* [TASK OBJECTIVE]: Count up the lines below where the word "CurrentUserExt" shows up, and respond with the number alone.

* [DATASET EXCERPTS]:
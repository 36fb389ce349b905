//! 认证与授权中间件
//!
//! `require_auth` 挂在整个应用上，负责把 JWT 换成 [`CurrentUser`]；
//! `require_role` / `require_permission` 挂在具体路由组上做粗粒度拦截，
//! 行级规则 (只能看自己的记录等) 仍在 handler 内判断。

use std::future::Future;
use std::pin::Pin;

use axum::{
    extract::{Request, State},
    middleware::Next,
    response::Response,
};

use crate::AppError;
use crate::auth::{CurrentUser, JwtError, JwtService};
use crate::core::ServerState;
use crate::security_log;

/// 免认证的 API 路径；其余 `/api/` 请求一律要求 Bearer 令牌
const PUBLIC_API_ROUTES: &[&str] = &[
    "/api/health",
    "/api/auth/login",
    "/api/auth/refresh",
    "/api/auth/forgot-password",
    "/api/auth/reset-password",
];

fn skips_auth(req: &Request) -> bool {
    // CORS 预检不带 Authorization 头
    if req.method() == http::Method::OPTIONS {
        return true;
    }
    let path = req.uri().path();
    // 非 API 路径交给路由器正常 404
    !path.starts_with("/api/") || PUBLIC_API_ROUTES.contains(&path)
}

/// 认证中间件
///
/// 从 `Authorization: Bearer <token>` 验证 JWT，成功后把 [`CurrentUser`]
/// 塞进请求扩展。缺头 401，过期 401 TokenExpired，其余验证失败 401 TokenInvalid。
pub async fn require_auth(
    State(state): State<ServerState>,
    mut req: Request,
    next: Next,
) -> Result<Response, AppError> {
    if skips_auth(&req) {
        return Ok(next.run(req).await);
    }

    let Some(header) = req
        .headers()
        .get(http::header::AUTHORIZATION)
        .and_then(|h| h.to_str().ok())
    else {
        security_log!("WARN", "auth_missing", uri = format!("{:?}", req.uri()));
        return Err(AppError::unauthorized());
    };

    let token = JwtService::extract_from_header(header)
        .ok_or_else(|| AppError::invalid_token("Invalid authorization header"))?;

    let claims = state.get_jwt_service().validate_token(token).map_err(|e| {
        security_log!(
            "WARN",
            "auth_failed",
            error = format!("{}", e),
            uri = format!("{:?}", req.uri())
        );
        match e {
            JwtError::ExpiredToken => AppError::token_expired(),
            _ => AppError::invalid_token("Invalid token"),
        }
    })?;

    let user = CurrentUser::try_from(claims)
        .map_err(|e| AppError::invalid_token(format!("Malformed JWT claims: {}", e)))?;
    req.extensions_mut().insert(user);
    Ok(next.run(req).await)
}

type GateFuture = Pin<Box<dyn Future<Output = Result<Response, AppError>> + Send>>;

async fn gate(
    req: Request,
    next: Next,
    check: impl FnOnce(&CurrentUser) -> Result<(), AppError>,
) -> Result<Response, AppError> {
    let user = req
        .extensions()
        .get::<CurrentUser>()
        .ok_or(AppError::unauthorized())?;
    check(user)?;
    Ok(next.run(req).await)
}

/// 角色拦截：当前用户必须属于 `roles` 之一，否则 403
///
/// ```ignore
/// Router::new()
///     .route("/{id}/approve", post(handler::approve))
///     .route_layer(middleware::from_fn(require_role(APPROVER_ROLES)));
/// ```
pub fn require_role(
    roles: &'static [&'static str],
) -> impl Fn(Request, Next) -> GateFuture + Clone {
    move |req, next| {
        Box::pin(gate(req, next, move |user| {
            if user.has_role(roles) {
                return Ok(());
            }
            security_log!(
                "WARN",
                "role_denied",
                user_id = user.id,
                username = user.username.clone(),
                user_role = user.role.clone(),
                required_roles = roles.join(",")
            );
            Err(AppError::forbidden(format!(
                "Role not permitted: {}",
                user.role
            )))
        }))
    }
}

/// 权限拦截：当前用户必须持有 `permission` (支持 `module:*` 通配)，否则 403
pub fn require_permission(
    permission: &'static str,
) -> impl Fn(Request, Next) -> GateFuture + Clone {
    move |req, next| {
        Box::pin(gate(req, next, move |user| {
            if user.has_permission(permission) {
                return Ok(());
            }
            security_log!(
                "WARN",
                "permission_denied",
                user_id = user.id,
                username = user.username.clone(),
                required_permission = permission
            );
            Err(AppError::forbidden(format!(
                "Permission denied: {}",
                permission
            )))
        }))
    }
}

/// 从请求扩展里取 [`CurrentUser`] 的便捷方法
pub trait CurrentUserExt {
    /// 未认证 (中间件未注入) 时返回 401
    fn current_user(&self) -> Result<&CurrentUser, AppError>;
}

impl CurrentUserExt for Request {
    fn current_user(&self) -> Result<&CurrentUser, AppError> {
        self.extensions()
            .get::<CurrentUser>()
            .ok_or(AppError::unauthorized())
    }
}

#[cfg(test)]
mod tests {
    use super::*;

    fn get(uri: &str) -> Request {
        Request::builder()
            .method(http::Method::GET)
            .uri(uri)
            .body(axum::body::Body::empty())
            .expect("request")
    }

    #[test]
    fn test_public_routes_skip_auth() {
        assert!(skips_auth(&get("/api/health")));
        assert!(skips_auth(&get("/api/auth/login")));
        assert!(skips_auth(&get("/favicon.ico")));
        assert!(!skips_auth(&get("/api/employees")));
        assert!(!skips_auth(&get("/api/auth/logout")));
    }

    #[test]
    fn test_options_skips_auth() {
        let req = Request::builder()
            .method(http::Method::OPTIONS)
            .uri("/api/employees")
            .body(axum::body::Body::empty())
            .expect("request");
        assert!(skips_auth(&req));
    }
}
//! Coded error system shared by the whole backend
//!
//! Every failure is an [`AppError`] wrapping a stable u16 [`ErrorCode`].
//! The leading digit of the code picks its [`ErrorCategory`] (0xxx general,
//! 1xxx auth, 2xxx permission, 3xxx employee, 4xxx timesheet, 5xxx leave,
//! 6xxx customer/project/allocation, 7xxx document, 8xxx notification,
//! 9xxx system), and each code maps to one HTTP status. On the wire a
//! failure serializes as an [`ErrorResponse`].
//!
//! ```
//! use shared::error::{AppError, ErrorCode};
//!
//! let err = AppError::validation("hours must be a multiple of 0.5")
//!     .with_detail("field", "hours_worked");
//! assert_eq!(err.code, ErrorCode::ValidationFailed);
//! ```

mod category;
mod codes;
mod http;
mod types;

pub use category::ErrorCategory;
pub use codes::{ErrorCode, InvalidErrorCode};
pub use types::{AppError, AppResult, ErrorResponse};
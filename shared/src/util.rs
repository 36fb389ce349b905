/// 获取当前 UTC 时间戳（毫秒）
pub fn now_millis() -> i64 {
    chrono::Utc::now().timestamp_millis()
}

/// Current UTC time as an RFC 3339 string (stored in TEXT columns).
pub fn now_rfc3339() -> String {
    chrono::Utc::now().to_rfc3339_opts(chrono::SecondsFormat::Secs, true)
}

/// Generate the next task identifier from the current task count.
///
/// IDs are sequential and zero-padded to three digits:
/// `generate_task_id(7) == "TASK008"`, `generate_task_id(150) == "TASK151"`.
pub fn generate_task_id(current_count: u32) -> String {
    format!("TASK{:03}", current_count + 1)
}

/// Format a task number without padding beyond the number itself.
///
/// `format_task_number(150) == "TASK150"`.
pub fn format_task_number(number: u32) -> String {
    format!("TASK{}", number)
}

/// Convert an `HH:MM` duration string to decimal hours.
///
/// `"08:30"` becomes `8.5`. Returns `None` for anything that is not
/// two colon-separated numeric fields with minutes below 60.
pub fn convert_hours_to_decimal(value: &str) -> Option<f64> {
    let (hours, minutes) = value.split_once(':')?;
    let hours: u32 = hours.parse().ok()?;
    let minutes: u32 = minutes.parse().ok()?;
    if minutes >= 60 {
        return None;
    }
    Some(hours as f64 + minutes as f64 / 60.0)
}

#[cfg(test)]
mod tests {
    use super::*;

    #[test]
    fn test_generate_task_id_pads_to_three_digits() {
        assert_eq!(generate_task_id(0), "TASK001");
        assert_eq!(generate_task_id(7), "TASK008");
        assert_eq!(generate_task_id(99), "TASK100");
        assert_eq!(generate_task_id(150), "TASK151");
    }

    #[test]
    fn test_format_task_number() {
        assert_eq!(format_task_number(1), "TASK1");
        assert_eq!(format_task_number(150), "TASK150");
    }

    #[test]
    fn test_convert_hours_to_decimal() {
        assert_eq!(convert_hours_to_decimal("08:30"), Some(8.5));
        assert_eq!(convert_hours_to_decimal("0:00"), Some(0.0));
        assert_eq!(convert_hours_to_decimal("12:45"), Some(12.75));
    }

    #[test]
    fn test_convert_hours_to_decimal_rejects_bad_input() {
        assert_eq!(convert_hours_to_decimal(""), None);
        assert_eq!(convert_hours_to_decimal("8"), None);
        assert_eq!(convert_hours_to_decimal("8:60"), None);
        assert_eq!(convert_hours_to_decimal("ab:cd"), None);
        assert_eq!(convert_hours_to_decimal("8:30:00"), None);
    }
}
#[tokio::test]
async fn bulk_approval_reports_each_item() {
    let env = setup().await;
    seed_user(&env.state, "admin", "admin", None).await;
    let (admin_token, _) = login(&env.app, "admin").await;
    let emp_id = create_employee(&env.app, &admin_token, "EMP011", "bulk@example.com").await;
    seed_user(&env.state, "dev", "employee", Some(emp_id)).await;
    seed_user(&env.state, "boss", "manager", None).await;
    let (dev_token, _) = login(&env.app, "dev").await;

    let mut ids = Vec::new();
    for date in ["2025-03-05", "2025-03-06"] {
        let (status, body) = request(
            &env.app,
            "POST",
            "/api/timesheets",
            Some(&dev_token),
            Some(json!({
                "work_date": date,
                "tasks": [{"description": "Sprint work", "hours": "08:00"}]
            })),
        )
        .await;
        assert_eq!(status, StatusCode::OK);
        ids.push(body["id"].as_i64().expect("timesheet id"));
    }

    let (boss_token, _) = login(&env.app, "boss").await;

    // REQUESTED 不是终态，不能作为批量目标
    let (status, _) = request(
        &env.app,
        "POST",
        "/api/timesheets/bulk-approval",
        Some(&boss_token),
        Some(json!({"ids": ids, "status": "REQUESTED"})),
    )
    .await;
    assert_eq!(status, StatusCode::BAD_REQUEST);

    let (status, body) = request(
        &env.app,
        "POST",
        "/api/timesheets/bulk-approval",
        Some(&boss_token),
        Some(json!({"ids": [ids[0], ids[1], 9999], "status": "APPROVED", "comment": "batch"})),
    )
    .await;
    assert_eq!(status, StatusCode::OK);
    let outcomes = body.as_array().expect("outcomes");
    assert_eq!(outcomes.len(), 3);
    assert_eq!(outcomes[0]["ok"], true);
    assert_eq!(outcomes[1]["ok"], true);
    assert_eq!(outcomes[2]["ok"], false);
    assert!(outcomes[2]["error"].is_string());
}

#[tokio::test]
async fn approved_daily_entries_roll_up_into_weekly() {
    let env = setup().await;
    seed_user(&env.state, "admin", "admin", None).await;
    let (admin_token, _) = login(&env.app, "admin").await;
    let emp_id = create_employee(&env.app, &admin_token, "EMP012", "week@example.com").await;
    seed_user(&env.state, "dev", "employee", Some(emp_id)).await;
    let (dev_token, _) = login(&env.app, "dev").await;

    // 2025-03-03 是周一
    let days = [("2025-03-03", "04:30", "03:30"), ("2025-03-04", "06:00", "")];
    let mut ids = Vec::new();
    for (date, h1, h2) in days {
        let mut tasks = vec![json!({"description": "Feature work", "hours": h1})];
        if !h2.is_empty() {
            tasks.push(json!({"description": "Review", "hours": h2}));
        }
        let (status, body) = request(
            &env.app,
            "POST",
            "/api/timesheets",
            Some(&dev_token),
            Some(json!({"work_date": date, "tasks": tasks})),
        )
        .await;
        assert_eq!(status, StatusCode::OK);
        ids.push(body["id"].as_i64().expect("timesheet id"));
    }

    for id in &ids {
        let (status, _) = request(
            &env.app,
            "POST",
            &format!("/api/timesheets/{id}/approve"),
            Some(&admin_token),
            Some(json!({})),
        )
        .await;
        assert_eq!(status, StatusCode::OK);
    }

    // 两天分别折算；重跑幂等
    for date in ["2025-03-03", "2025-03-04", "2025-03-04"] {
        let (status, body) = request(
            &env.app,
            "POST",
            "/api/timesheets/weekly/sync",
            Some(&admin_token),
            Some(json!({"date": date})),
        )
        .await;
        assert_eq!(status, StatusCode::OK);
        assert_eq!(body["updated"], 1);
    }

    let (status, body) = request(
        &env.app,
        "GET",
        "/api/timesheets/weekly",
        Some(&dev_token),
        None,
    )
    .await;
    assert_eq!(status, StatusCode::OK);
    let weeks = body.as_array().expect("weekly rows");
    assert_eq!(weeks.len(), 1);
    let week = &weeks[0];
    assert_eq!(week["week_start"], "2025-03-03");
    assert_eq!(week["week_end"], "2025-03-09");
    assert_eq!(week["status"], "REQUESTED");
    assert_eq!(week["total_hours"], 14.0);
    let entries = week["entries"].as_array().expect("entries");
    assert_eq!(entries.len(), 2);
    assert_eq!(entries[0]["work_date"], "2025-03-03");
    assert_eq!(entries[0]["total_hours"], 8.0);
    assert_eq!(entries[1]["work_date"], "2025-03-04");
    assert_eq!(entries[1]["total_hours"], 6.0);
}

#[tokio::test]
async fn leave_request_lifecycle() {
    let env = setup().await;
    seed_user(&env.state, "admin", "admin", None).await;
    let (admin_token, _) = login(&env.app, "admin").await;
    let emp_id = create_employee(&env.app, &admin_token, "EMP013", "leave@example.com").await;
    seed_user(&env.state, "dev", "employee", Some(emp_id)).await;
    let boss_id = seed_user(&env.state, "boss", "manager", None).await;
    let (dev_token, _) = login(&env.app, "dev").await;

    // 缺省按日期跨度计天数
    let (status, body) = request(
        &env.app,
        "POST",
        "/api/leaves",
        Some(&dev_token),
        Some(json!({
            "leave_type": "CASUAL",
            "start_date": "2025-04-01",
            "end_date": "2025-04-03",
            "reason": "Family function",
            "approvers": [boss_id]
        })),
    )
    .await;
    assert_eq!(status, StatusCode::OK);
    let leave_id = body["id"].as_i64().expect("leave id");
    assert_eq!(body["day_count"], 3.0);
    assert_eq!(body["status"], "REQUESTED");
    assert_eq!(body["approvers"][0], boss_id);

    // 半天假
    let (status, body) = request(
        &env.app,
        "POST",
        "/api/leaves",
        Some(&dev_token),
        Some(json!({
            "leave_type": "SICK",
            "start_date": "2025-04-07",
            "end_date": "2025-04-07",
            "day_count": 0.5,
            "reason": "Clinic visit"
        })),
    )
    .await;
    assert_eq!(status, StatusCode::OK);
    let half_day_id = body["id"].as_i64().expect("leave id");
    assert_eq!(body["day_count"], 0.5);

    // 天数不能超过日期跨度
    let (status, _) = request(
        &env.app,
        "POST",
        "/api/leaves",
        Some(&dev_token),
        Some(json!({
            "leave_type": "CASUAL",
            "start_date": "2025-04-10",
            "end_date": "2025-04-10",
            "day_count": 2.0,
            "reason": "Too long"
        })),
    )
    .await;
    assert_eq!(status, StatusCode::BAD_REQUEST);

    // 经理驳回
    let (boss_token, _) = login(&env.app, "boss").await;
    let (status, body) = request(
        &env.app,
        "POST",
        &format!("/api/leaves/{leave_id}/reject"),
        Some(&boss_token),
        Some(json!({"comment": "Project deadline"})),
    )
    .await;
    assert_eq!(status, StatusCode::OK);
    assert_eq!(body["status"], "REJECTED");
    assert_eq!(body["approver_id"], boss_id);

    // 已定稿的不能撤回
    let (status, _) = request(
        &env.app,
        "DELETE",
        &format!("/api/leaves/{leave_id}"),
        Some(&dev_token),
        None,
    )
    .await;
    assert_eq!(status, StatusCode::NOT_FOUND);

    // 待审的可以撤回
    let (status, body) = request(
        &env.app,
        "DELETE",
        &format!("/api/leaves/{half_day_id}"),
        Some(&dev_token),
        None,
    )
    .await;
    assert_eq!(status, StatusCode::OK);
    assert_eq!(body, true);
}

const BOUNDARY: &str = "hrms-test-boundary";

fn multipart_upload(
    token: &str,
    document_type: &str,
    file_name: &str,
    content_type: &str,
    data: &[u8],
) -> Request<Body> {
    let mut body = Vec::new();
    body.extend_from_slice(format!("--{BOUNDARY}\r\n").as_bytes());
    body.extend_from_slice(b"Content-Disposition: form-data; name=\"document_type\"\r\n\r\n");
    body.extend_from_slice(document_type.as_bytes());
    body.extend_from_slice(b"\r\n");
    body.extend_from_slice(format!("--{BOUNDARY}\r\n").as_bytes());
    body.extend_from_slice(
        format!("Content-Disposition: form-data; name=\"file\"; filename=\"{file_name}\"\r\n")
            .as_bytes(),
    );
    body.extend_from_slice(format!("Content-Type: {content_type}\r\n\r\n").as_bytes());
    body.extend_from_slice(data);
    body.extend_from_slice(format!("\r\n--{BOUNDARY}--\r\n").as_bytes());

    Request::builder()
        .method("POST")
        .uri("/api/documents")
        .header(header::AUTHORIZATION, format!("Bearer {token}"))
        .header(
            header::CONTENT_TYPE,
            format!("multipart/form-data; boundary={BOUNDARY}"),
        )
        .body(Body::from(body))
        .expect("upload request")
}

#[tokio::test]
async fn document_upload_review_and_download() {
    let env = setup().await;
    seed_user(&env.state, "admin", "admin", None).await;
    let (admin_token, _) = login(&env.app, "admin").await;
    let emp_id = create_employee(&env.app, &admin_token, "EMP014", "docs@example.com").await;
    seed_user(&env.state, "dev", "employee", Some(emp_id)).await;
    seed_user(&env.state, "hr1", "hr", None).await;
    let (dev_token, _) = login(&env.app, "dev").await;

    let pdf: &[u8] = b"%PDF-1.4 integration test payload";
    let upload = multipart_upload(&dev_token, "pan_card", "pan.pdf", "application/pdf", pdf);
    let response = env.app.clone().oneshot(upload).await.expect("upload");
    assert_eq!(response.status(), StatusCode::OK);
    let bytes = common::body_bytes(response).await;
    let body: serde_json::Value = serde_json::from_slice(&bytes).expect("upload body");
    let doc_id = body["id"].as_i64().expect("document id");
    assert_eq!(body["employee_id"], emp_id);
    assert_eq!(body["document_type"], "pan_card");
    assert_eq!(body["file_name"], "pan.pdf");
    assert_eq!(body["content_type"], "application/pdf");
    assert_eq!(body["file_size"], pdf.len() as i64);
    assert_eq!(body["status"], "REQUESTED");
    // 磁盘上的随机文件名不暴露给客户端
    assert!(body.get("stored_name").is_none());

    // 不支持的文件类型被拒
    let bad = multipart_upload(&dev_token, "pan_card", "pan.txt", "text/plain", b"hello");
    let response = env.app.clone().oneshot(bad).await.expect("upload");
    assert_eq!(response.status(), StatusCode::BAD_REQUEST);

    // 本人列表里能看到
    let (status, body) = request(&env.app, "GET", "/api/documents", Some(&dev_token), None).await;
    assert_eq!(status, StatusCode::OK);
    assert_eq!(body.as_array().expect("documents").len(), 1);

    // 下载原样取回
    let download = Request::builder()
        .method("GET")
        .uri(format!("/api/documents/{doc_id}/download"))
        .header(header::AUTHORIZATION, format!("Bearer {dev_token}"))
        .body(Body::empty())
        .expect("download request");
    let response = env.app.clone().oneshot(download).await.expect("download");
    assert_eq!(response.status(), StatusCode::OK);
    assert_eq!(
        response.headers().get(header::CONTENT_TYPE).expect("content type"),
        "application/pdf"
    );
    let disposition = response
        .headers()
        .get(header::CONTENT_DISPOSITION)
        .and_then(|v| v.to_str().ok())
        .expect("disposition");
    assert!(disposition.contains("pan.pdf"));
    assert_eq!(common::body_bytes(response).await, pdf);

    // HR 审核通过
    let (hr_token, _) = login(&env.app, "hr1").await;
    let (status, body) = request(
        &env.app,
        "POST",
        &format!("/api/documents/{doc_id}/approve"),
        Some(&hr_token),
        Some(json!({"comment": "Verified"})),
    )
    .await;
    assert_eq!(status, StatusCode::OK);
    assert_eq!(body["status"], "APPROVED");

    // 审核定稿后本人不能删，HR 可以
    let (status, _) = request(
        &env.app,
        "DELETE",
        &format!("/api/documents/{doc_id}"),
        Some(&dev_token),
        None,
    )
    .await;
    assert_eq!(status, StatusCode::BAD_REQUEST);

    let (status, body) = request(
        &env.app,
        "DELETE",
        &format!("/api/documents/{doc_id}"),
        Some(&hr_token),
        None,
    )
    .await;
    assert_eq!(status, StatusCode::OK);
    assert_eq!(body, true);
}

* [EXERCISE RESULT]: 2